NCPA - National Center for Policy Analysis


May 19, 2010

As they struggle with budget deficits, states from New York to Washington are looking to candy and soda taxes to help bridge the gap, says the Wall Street Journal.  Now comes the hard part: defining candy. 

  • In Washington, a new candy tax will apply to Butterfinger candy bars, yet Kit-Kat wafers remain excise free (the law exempts foods with flour in them).
  • There is also confusion in Colorado, where Kit-Kats are also untaxed, but Twix bars face levies.
  • And after Illinois passed a candy tax last year, retailers in Chicago were unsure if Twix bars -- some of which contain flour and peanut butter -- were food or candy. 
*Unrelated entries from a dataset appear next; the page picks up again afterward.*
//! CLI command definitions and subcommands

use clap::{Parser, Subcommand};
use std::path::PathBuf;

/// tq - run commands through an interval-paced queue
#[derive(Parser)]
#[command(
    name = "tq",
    about = "Run shell commands one by one, never faster than a fixed interval",
    version = env!("GIT_DESCRIBE"),
    after_help = "Logs are written to: ~/.local/share/throttleq/logs/tq.log"
)]
pub struct Cli {
    /// Path to config file
    #[arg(short, long, global = true, help = "Path to config file")]
    pub config: Option<PathBuf>,

    /// Enable verbose output
    #[arg(short, long, global = true, help = "Enable verbose output")]
    pub verbose: bool,

    /// Subcommand to execute
    #[command(subcommand)]
    pub command: Option<Command>,
}

/// CLI subcommands
#[derive(Subcommand)]
pub enum Command {
    /// Run commands (one per line) from a file or stdin
    Run {
        /// File with one command per line ("-" or omitted for stdin)
        #[arg(value_name = "FILE")]
        file: Option<PathBuf>,

        /// Minimum milliseconds between command starts (overrides config)
        #[arg(short, long)]
        interval_ms: Option<u64>,

        /// Pace from the end of each command instead of its start
        #[arg(short, long)]
        await_completion: bool,

        /// Skip commands not yet started once one fails
        #[arg(long)]
        stop_on_failure: bool,

        /// Output format
        #[arg(short, long, default_value = "text")]
        format: OutputFormat,
    },

    /// Print the effective configuration
    Config,
}

/// Output format for run reports
#[derive(Clone, Debug, Default, PartialEq, Eq)]
pub enum OutputFormat {
    #[default]
    Text,
    Json,
}

impl std::str::FromStr for OutputFormat {
    type Err = String;

    fn from_str(s: &str) -> Result<Self, Self::Err> {
        match s.to_lowercase().as_str() {
            "text" | "plain" => Ok(Self::Text),
            "json" => Ok(Self::Json),
            _ => Err(format!("Unknown format: {}. Use: text or json", s)),
        }
    }
}

impl std::fmt::Display for OutputFormat {
    fn fmt(&self, f: &mut std::fmt::Formatter<'_>) -> std::fmt::Result {
        match self {
            Self::Text => write!(f, "text"),
            Self::Json => write!(f, "json"),
        }
    }
}
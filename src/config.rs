//! throttleq configuration types and loading

use eyre::{Context, Result};
use serde::{Deserialize, Serialize};
use std::fs;
use std::path::{Path, PathBuf};

use crate::queue::QueueConfig;

/// Main throttleq configuration
#[derive(Debug, Clone, Default, PartialEq, Eq, Serialize, Deserialize)]
#[serde(default)]
pub struct Config {
    /// Queue pacing
    pub queue: QueueConfig,

    /// Command runner settings
    pub runner: RunnerConfig,
}

impl Config {
    /// Load configuration with fallback chain
    pub fn load(config_path: Option<&PathBuf>) -> Result<Self> {
        // If explicit config path provided, try to load it
        if let Some(path) = config_path {
            return Self::load_from_file(path).context(format!("Failed to load config from {}", path.display()));
        }

        // Try project-local config: .throttleq.yml
        let local_config = PathBuf::from(".throttleq.yml");
        if local_config.exists() {
            match Self::load_from_file(&local_config) {
                Ok(config) => return Ok(config),
                Err(e) => {
                    tracing::warn!("Failed to load config from {}: {}", local_config.display(), e);
                }
            }
        }

        // Try user config: ~/.config/throttleq/throttleq.yml
        if let Some(config_dir) = dirs::config_dir() {
            let user_config = config_dir.join("throttleq").join("throttleq.yml");
            if user_config.exists() {
                match Self::load_from_file(&user_config) {
                    Ok(config) => return Ok(config),
                    Err(e) => {
                        tracing::warn!("Failed to load config from {}: {}", user_config.display(), e);
                    }
                }
            }
        }

        // No config file found, use defaults
        tracing::info!("No config file found, using defaults");
        Ok(Self::default())
    }

    fn load_from_file<P: AsRef<Path>>(path: P) -> Result<Self> {
        let content = fs::read_to_string(&path).context("Failed to read config file")?;

        let config: Self = serde_yaml::from_str(&content).context("Failed to parse config file")?;

        tracing::info!("Loaded config from: {}", path.as_ref().display());
        Ok(config)
    }

    /// Render the configuration as YAML
    pub fn to_yaml(&self) -> Result<String> {
        serde_yaml::to_string(self).context("Failed to serialize config")
    }
}

/// Command runner settings
#[derive(Debug, Clone, PartialEq, Eq, Serialize, Deserialize)]
#[serde(default)]
pub struct RunnerConfig {
    /// Shell used to run each command line (invoked as `<shell> -c <line>`)
    pub shell: String,

    /// Skip commands that have not started once any command fails
    #[serde(rename = "stop-on-failure")]
    pub stop_on_failure: bool,
}

impl Default for RunnerConfig {
    fn default() -> Self {
        Self {
            shell: "sh".to_string(),
            stop_on_failure: false,
        }
    }
}
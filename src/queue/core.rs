//! Queue worker: owns the pending FIFO and the pacing state machine
//!
//! All pacing state lives on a single tokio task. Handles talk to it over an
//! unbounded channel, so there is never more than one logical thread touching
//! the queue, the last-dispatch timestamp, or the in-flight slot.

use std::collections::VecDeque;
use std::sync::Arc;
use std::sync::atomic::{AtomicUsize, Ordering};
use std::time::Duration;

use futures::StreamExt;
use futures::stream::FuturesUnordered;
use tokio::sync::mpsc;
use tokio::time::{Instant, sleep_until};
use tracing::{debug, info};

use super::clock::Clock;
use super::messages::{QueueRequest, QueueStats};
use super::unit::{Completion, Outcome, WorkItem};

/// Where the dequeue loop currently stands
enum Phase {
    /// Nothing armed; the next submission triggers an attempt
    Idle,

    /// One retry armed for the given deadline
    Armed(Instant),

    /// A dispatch holds the queue until its completion resolves
    InFlight(Completion),
}

impl Phase {
    fn name(&self) -> &'static str {
        match self {
            Phase::Idle => "idle",
            Phase::Armed(_) => "armed",
            Phase::InFlight(_) => "in-flight",
        }
    }
}

/// What woke the worker up
enum Event {
    Request(Option<QueueRequest>),
    Retry,
    Completed(Outcome),
    Detached(Outcome),
}

/// The queue worker task state
pub(crate) struct Dispatcher {
    interval: Duration,
    await_completion: bool,
    clock: Arc<dyn Clock>,
    pending: VecDeque<WorkItem>,
    depth: Arc<AtomicUsize>,
    last_dispatch: Option<Instant>,
    phase: Phase,
    /// Completions of dispatches the queue does not wait on
    ///
    /// Deferred actions run inside these, so they are first polled in push
    /// (dispatch) order.
    detached: FuturesUnordered<Completion>,
    stats: QueueStats,
}

impl Dispatcher {
    pub(crate) fn new(
        interval: Duration,
        await_completion: bool,
        clock: Arc<dyn Clock>,
        depth: Arc<AtomicUsize>,
    ) -> Self {
        debug!(?interval, await_completion, "Dispatcher::new: called");
        Self {
            interval,
            await_completion,
            clock,
            pending: VecDeque::new(),
            depth,
            last_dispatch: None,
            phase: Phase::Idle,
            detached: FuturesUnordered::new(),
            stats: QueueStats::default(),
        }
    }

    /// Run the worker
    ///
    /// Runs until every handle has been dropped, the remaining work has been
    /// dispatched and every deferred action has settled.
    pub(crate) async fn run(mut self, mut rx: mpsc::UnboundedReceiver<QueueRequest>) {
        info!(interval = ?self.interval, await_completion = self.await_completion, "Queue worker started");
        let mut open = true;

        loop {
            // Detached completions still carry deferred results; keep driving them
            if !open
                && self.pending.is_empty()
                && !matches!(self.phase, Phase::InFlight(_))
                && self.detached.is_empty()
            {
                break;
            }

            match self.next_event(&mut rx, open).await {
                Event::Request(Some(req)) => self.handle_request(req),
                Event::Request(None) => {
                    debug!(pending = self.pending.len(), "Dispatcher::run: all handles dropped, draining");
                    open = false;
                }
                Event::Retry => {
                    debug!("Dispatcher::run: retry deadline reached");
                    self.attempt();
                }
                Event::Completed(outcome) => {
                    debug!(?outcome, "Dispatcher::run: in-flight dispatch completed");
                    self.record(outcome);
                    self.arm_after_interval();
                }
                Event::Detached(outcome) => self.record(outcome),
            }
        }

        info!(
            dispatched = self.stats.total_dispatched,
            failed = self.stats.total_failed,
            "Queue worker stopped"
        );
    }

    async fn next_event(&mut self, rx: &mut mpsc::UnboundedReceiver<QueueRequest>, open: bool) -> Event {
        let deadline = match self.phase {
            Phase::Armed(deadline) => Some(deadline),
            _ => None,
        };
        let Self { phase, detached, .. } = self;

        tokio::select! {
            req = rx.recv(), if open => Event::Request(req),
            _ = sleep_until(deadline.unwrap_or_else(Instant::now)), if deadline.is_some() => Event::Retry,
            outcome = in_flight(phase) => Event::Completed(outcome),
            Some(outcome) = detached.next(), if !detached.is_empty() => Event::Detached(outcome),
        }
    }

    fn handle_request(&mut self, req: QueueRequest) {
        match req {
            QueueRequest::Submit(item) => {
                debug!(seq = item.seq(), phase = self.phase.name(), "Dispatcher::handle_request: submit");
                self.pending.push_back(item);
                self.stats.total_submitted += 1;
                self.stats.peak_queue_depth = self.stats.peak_queue_depth.max(self.pending.len());

                if matches!(self.phase, Phase::Idle) {
                    self.attempt();
                }
            }
            QueueRequest::GetStats { reply_tx } => {
                debug!("Dispatcher::handle_request: stats");
                let _ = reply_tx.send(self.snapshot());
            }
        }
    }

    /// One dequeue attempt
    fn attempt(&mut self) {
        let now = self.clock.now();

        // Timers may fire ahead of the clock; always re-check the window
        if let Some(last) = self.last_dispatch {
            let elapsed = now.saturating_duration_since(last);
            if elapsed < self.interval {
                let remaining = self.interval - elapsed;
                debug!(?elapsed, ?remaining, "Dispatcher::attempt: pacing window open, re-arming");
                self.stats.pacing_retries += 1;
                self.phase = Phase::Armed(Instant::now() + remaining);
                return;
            }
        }

        self.last_dispatch = Some(now);

        let Some(item) = self.pending.pop_front() else {
            debug!("Dispatcher::attempt: queue empty, going idle");
            self.phase = Phase::Idle;
            return;
        };
        self.depth.fetch_sub(1, Ordering::SeqCst);
        self.stats.total_dispatched += 1;

        let seq = item.seq();
        debug!(seq, remaining = self.pending.len(), "Dispatcher::attempt: dispatching");
        let completion = item.run();

        if self.await_completion {
            self.phase = Phase::InFlight(completion);
        } else {
            self.detached.push(completion);
            self.arm_after_interval();
        }
    }

    fn arm_after_interval(&mut self) {
        self.phase = Phase::Armed(Instant::now() + self.interval);
    }

    fn record(&mut self, outcome: Outcome) {
        match outcome {
            Outcome::Succeeded => self.stats.total_succeeded += 1,
            Outcome::Failed => self.stats.total_failed += 1,
            Outcome::Abandoned => self.stats.total_abandoned += 1,
        }
    }

    fn snapshot(&self) -> QueueStats {
        QueueStats {
            queued: self.pending.len(),
            in_flight: matches!(self.phase, Phase::InFlight(_)),
            ..self.stats.clone()
        }
    }
}

/// Resolves with the in-flight completion, or never if nothing is in flight
async fn in_flight(phase: &mut Phase) -> Outcome {
    match phase {
        Phase::InFlight(completion) => completion.await,
        _ => std::future::pending().await,
    }
}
More than a dozen states have passed or proposed some sort of candy or soda tax in the 2010 legislative session, and most of them are bound to face some sort of confusion, says the Journal: 

  • The problem is many states don't tax food because food is essential and taxing it can push the poor toward malnourishment or unhealthy eating.
  • That exemption has traditionally extended to candy and soda, but with budgets lean many states are looking to either remove the tax exemption on those foods, or pass new candy and soda taxes altogether. 

Candy isn't the only food tax causing confusion.  In New Mexico, a proposal (later vetoed) earlier this year would have taxed tortillas of the flour variety, but not corn or whole wheat.